DIRECTIONS FOR THIS TASK —
Take the entries below and return them unchanged.

Saved data entries

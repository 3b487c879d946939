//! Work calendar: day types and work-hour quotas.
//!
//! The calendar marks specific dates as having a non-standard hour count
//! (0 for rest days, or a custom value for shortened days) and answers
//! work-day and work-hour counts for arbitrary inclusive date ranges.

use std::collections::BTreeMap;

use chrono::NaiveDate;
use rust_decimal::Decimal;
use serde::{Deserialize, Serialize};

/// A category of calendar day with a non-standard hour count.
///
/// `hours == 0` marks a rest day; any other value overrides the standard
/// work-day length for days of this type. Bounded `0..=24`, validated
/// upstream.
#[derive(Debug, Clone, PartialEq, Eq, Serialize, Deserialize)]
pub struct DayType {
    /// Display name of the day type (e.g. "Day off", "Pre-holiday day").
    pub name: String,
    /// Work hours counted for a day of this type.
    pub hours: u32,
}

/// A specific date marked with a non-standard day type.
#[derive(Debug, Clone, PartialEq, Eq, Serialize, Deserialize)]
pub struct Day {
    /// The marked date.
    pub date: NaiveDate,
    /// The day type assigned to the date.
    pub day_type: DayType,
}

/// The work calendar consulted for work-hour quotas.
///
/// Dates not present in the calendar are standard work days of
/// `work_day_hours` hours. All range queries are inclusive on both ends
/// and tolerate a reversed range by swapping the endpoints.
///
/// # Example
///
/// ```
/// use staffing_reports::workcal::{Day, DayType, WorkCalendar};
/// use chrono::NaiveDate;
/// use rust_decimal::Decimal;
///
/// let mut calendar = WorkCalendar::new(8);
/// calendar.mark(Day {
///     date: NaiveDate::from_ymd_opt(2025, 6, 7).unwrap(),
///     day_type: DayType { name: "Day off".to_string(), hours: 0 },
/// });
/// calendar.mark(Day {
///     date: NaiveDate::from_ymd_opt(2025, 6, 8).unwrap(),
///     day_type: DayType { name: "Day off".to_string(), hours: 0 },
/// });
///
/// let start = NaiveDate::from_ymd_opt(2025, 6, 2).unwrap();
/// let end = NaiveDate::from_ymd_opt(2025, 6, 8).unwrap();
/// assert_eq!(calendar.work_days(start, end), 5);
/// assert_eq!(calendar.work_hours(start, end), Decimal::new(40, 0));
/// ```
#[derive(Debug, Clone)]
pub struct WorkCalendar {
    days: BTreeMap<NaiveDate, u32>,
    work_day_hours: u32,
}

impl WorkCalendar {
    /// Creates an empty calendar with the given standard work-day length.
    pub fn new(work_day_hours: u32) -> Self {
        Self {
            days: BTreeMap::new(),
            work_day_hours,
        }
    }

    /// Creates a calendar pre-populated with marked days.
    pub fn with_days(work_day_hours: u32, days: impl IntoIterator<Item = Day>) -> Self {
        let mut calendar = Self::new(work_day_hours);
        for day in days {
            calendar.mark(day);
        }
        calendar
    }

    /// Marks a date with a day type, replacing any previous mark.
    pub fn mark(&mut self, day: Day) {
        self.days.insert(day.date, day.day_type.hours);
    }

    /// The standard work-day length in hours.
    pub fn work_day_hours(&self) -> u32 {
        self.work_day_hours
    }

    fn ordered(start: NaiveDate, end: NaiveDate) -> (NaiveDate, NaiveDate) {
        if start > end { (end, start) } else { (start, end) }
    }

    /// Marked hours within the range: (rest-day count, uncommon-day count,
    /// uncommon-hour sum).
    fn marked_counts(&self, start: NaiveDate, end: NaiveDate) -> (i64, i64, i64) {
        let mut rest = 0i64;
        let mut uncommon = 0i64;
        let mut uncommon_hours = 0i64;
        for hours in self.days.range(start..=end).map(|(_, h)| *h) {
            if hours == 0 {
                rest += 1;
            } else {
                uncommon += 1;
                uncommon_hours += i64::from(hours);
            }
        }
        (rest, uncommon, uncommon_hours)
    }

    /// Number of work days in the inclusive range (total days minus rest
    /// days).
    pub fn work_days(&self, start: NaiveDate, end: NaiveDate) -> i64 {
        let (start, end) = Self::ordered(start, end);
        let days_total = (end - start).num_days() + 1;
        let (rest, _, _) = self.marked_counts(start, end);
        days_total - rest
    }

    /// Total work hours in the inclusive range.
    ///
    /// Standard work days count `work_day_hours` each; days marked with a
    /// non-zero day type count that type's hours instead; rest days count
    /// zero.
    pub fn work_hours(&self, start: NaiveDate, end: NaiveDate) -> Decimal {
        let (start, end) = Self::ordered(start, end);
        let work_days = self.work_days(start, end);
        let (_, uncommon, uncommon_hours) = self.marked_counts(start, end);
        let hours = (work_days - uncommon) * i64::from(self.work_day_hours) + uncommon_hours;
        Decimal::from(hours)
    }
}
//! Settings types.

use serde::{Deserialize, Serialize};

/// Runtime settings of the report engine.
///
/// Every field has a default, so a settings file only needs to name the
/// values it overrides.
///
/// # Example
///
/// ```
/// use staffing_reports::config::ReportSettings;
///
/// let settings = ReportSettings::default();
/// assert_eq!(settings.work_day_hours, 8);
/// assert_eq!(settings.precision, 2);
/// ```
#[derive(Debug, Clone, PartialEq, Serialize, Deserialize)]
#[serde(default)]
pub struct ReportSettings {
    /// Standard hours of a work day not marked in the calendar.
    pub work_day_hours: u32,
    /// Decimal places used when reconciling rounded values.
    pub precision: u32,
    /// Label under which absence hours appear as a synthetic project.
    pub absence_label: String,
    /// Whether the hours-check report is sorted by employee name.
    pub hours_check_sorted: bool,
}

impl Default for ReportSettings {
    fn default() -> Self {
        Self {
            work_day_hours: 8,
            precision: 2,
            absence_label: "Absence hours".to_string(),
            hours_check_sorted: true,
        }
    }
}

EXPECTED ANSWER —
repository 3b487c879d946939
//! Work calendar: day types and work-hour quotas.
//!
//! The calendar marks specific dates as having a non-standard hour count
//! (0 for rest days, or a custom value for shortened days) and answers
//! work-day and work-hour counts for arbitrary inclusive date ranges.

use std::collections::BTreeMap;

use chrono::NaiveDate;
use rust_decimal::Decimal;
use serde::{Deserialize, Serialize};

/// A category of calendar day with a non-standard hour count.
///
/// `hours == 0` marks a rest day; any other value overrides the standard
/// work-day length for days of this type. Bounded `0..=24`, validated
/// upstream.
#[derive(Debug, Clone, PartialEq, Eq, Serialize, Deserialize)]
pub struct DayType {
    /// Display name of the day type (e.g. "Day off", "Pre-holiday day").
    pub name: String,
    /// Work hours counted for a day of this type.
    pub hours: u32,
}

/// A specific date marked with a non-standard day type.
#[derive(Debug, Clone, PartialEq, Eq, Serialize, Deserialize)]
pub struct Day {
    /// The marked date.
    pub date: NaiveDate,
    /// The day type assigned to the date.
    pub day_type: DayType,
}

/// The work calendar consulted for work-hour quotas.
///
/// Dates not present in the calendar are standard work days of
/// `work_day_hours` hours. All range queries are inclusive on both ends
/// and tolerate a reversed range by swapping the endpoints.
///
/// # Example
///
/// ```
/// use staffing_reports::workcal::{Day, DayType, WorkCalendar};
/// use chrono::NaiveDate;
/// use rust_decimal::Decimal;
///
/// let mut calendar = WorkCalendar::new(8);
/// calendar.mark(Day {
///     date: NaiveDate::from_ymd_opt(2025, 6, 7).unwrap(),
///     day_type: DayType { name: "Day off".to_string(), hours: 0 },
/// });
/// calendar.mark(Day {
///     date: NaiveDate::from_ymd_opt(2025, 6, 8).unwrap(),
///     day_type: DayType { name: "Day off".to_string(), hours: 0 },
/// });
///
/// let start = NaiveDate::from_ymd_opt(2025, 6, 2).unwrap();
/// let end = NaiveDate::from_ymd_opt(2025, 6, 8).unwrap();
/// assert_eq!(calendar.work_days(start, end), 5);
/// assert_eq!(calendar.work_hours(start, end), Decimal::new(40, 0));
/// ```
#[derive(Debug, Clone)]
pub struct WorkCalendar {
    days: BTreeMap<NaiveDate, u32>,
    work_day_hours: u32,
}

impl WorkCalendar {
    /// Creates an empty calendar with the given standard work-day length.
    pub fn new(work_day_hours: u32) -> Self {
        Self {
            days: BTreeMap::new(),
            work_day_hours,
        }
    }

    /// Creates a calendar pre-populated with marked days.
    pub fn with_days(work_day_hours: u32, days: impl IntoIterator<Item = Day>) -> Self {
        let mut calendar = Self::new(work_day_hours);
        for day in days {
            calendar.mark(day);
        }
        calendar
    }

    /// Marks a date with a day type, replacing any previous mark.
    pub fn mark(&mut self, day: Day) {
        self.days.insert(day.date, day.day_type.hours);
    }

    /// The standard work-day length in hours.
    pub fn work_day_hours(&self) -> u32 {
        self.work_day_hours
    }

    fn ordered(start: NaiveDate, end: NaiveDate) -> (NaiveDate, NaiveDate) {
        if start > end { (end, start) } else { (start, end) }
    }

    /// Marked hours within the range: (rest-day count, uncommon-day count,
    /// uncommon-hour sum).
    fn marked_counts(&self, start: NaiveDate, end: NaiveDate) -> (i64, i64, i64) {
        let mut rest = 0i64;
        let mut uncommon = 0i64;
        let mut uncommon_hours = 0i64;
        for hours in self.days.range(start..=end).map(|(_, h)| *h) {
            if hours == 0 {
                rest += 1;
            } else {
                uncommon += 1;
                uncommon_hours += i64::from(hours);
            }
        }
        (rest, uncommon, uncommon_hours)
    }

    /// Number of work days in the inclusive range (total days minus rest
    /// days).
    pub fn work_days(&self, start: NaiveDate, end: NaiveDate) -> i64 {
        let (start, end) = Self::ordered(start, end);
        let days_total = (end - start).num_days() + 1;
        let (rest, _, _) = self.marked_counts(start, end);
        days_total - rest
    }

    /// Total work hours in the inclusive range.
    ///
    /// Standard work days count `work_day_hours` each; days marked with a
    /// non-zero day type count that type's hours instead; rest days count
    /// zero.
    pub fn work_hours(&self, start: NaiveDate, end: NaiveDate) -> Decimal {
        let (start, end) = Self::ordered(start, end);
        let work_days = self.work_days(start, end);
        let (_, uncommon, uncommon_hours) = self.marked_counts(start, end);
        let hours = (work_days - uncommon) * i64::from(self.work_day_hours) + uncommon_hours;
        Decimal::from(hours)
    }
}
//! Settings types.

use serde::{Deserialize, Serialize};

/// Runtime settings of the report engine.
///
/// Every field has a default, so a settings file only needs to name the
/// values it overrides.
///
/// # Example
///
/// ```
/// use staffing_reports::config::ReportSettings;
///
/// let settings = ReportSettings::default();
/// assert_eq!(settings.work_day_hours, 8);
/// assert_eq!(settings.precision, 2);
/// ```
#[derive(Debug, Clone, PartialEq, Serialize, Deserialize)]
#[serde(default)]
pub struct ReportSettings {
    /// Standard hours of a work day not marked in the calendar.
    pub work_day_hours: u32,
    /// Decimal places used when reconciling rounded values.
    pub precision: u32,
    /// Label under which absence hours appear as a synthetic project.
    pub absence_label: String,
    /// Whether the hours-check report is sorted by employee name.
    pub hours_check_sorted: bool,
}

impl Default for ReportSettings {
    fn default() -> Self {
        Self {
            work_day_hours: 8,
            precision: 2,
            absence_label: "Absence hours".to_string(),
            hours_check_sorted: true,
        }
    }
}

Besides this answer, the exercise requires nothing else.